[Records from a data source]
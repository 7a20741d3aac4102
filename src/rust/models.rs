use serde::{Deserialize, Serialize};

/// Represents the available built-in models in the library
#[derive(Debug, Clone, Copy, PartialEq, Eq)]
pub enum BuiltinModel {
    /// DistilRoBERTa fine-tuned for English emotion recognition
    ///
    /// Characteristics:
    /// - Labels: anger, disgust, fear, joy, neutral, sadness, surprise
    /// - Max sequence length: 256 (truncated beyond that)
    /// - Size: ~330MB
    DistilRobertaEmotion,
}

/// Characteristics of a model including its capabilities and requirements
#[derive(Debug, Clone, PartialEq, Eq)]
pub struct ModelCharacteristics {
    /// Number of categories in the classification head
    pub num_labels: usize,
    /// Maximum number of tokens fed to the model per request
    pub max_sequence_length: usize,
    /// Approximate on-disk size of the model in megabytes
    pub model_size_mb: usize,
}

/// Where to fetch a model's files and how to verify them.
///
/// Digests are optional: when `None` the file is accepted as downloaded.
#[derive(Debug, Clone, PartialEq, Eq, Serialize, Deserialize)]
pub struct ModelInfo {
    pub name: String,
    pub model_url: String,
    pub tokenizer_url: String,
    pub config_url: String,
    pub model_hash: Option<String>,
    pub tokenizer_hash: Option<String>,
    pub config_hash: Option<String>,
}

const EMOTION_REPO: &str = "https://huggingface.co/j-hartmann/emotion-english-distilroberta-base/resolve/main";

impl BuiltinModel {
    pub fn characteristics(&self) -> ModelCharacteristics {
        match self {
            BuiltinModel::DistilRobertaEmotion => ModelCharacteristics {
                num_labels: 7,
                max_sequence_length: 256,
                model_size_mb: 330,
            },
        }
    }

    pub fn get_model_info(&self) -> ModelInfo {
        match self {
            BuiltinModel::DistilRobertaEmotion => ModelInfo {
                name: "emotion-english-distilroberta-base".to_string(),
                model_url: format!("{}/onnx/model.onnx", EMOTION_REPO),
                tokenizer_url: format!("{}/tokenizer.json", EMOTION_REPO),
                config_url: format!("{}/config.json", EMOTION_REPO),
                model_hash: None,
                tokenizer_hash: None,
                config_hash: None,
            },
        }
    }

    /// Category names in model output order, used when no `config.json` is available.
    pub fn default_labels(&self) -> &'static [&'static str] {
        match self {
            BuiltinModel::DistilRobertaEmotion => &[
                "anger", "disgust", "fear", "joy", "neutral", "sadness", "surprise",
            ],
        }
    }
}

#[cfg(test)]
mod tests {
    use super::*;

    #[test]
    fn test_builtin_characteristics_match_labels() {
        let model = BuiltinModel::DistilRobertaEmotion;
        let characteristics = model.characteristics();
        assert_eq!(characteristics.num_labels, model.default_labels().len());
        assert_eq!(characteristics.max_sequence_length, 256);
    }

    #[test]
    fn test_builtin_model_info() {
        let info = BuiltinModel::DistilRobertaEmotion.get_model_info();
        assert_eq!(info.name, "emotion-english-distilroberta-base");
        assert!(info.model_url.ends_with("model.onnx"));
        assert!(info.tokenizer_url.ends_with("tokenizer.json"));
        assert!(info.config_url.ends_with("config.json"));
    }
}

### Exercise description
Reproduce all the records shown above, unchanged.

### Response to this exercise
repository 7a20741d3aac4102
filename src/rust/models.rs
use serde::{Deserialize, Serialize};

/// Represents the available built-in models in the library
#[derive(Debug, Clone, Copy, PartialEq, Eq)]
pub enum BuiltinModel {
    /// DistilRoBERTa fine-tuned for English emotion recognition
    ///
    /// Characteristics:
    /// - Labels: anger, disgust, fear, joy, neutral, sadness, surprise
    /// - Max sequence length: 256 (truncated beyond that)
    /// - Size: ~330MB
    DistilRobertaEmotion,
}

/// Characteristics of a model including its capabilities and requirements
#[derive(Debug, Clone, PartialEq, Eq)]
pub struct ModelCharacteristics {
    /// Number of categories in the classification head
    pub num_labels: usize,
    /// Maximum number of tokens fed to the model per request
    pub max_sequence_length: usize,
    /// Approximate on-disk size of the model in megabytes
    pub model_size_mb: usize,
}

/// Where to fetch a model's files and how to verify them.
///
/// Digests are optional: when `None` the file is accepted as downloaded.
#[derive(Debug, Clone, PartialEq, Eq, Serialize, Deserialize)]
pub struct ModelInfo {
    pub name: String,
    pub model_url: String,
    pub tokenizer_url: String,
    pub config_url: String,
    pub model_hash: Option<String>,
    pub tokenizer_hash: Option<String>,
    pub config_hash: Option<String>,
}

const EMOTION_REPO: &str = "https://huggingface.co/j-hartmann/emotion-english-distilroberta-base/resolve/main";

impl BuiltinModel {
    pub fn characteristics(&self) -> ModelCharacteristics {
        match self {
            BuiltinModel::DistilRobertaEmotion => ModelCharacteristics {
                num_labels: 7,
                max_sequence_length: 256,
                model_size_mb: 330,
            },
        }
    }

    pub fn get_model_info(&self) -> ModelInfo {
        match self {
            BuiltinModel::DistilRobertaEmotion => ModelInfo {
                name: "emotion-english-distilroberta-base".to_string(),
                model_url: format!("{}/onnx/model.onnx", EMOTION_REPO),
                tokenizer_url: format!("{}/tokenizer.json", EMOTION_REPO),
                config_url: format!("{}/config.json", EMOTION_REPO),
                model_hash: None,
                tokenizer_hash: None,
                config_hash: None,
            },
        }
    }

    /// Category names in model output order, used when no `config.json` is available.
    pub fn default_labels(&self) -> &'static [&'static str] {
        match self {
            BuiltinModel::DistilRobertaEmotion => &[
                "anger", "disgust", "fear", "joy", "neutral", "sadness", "surprise",
            ],
        }
    }
}

#[cfg(test)]
mod tests {
    use super::*;

    #[test]
    fn test_builtin_characteristics_match_labels() {
        let model = BuiltinModel::DistilRobertaEmotion;
        let characteristics = model.characteristics();
        assert_eq!(characteristics.num_labels, model.default_labels().len());
        assert_eq!(characteristics.max_sequence_length, 256);
    }

    #[test]
    fn test_builtin_model_info() {
        let info = BuiltinModel::DistilRobertaEmotion.get_model_info();
        assert_eq!(info.name, "emotion-english-distilroberta-base");
        assert!(info.model_url.ends_with("model.onnx"));
        assert!(info.tokenizer_url.ends_with("tokenizer.json"));
        assert!(info.config_url.ends_with("config.json"));
    }
}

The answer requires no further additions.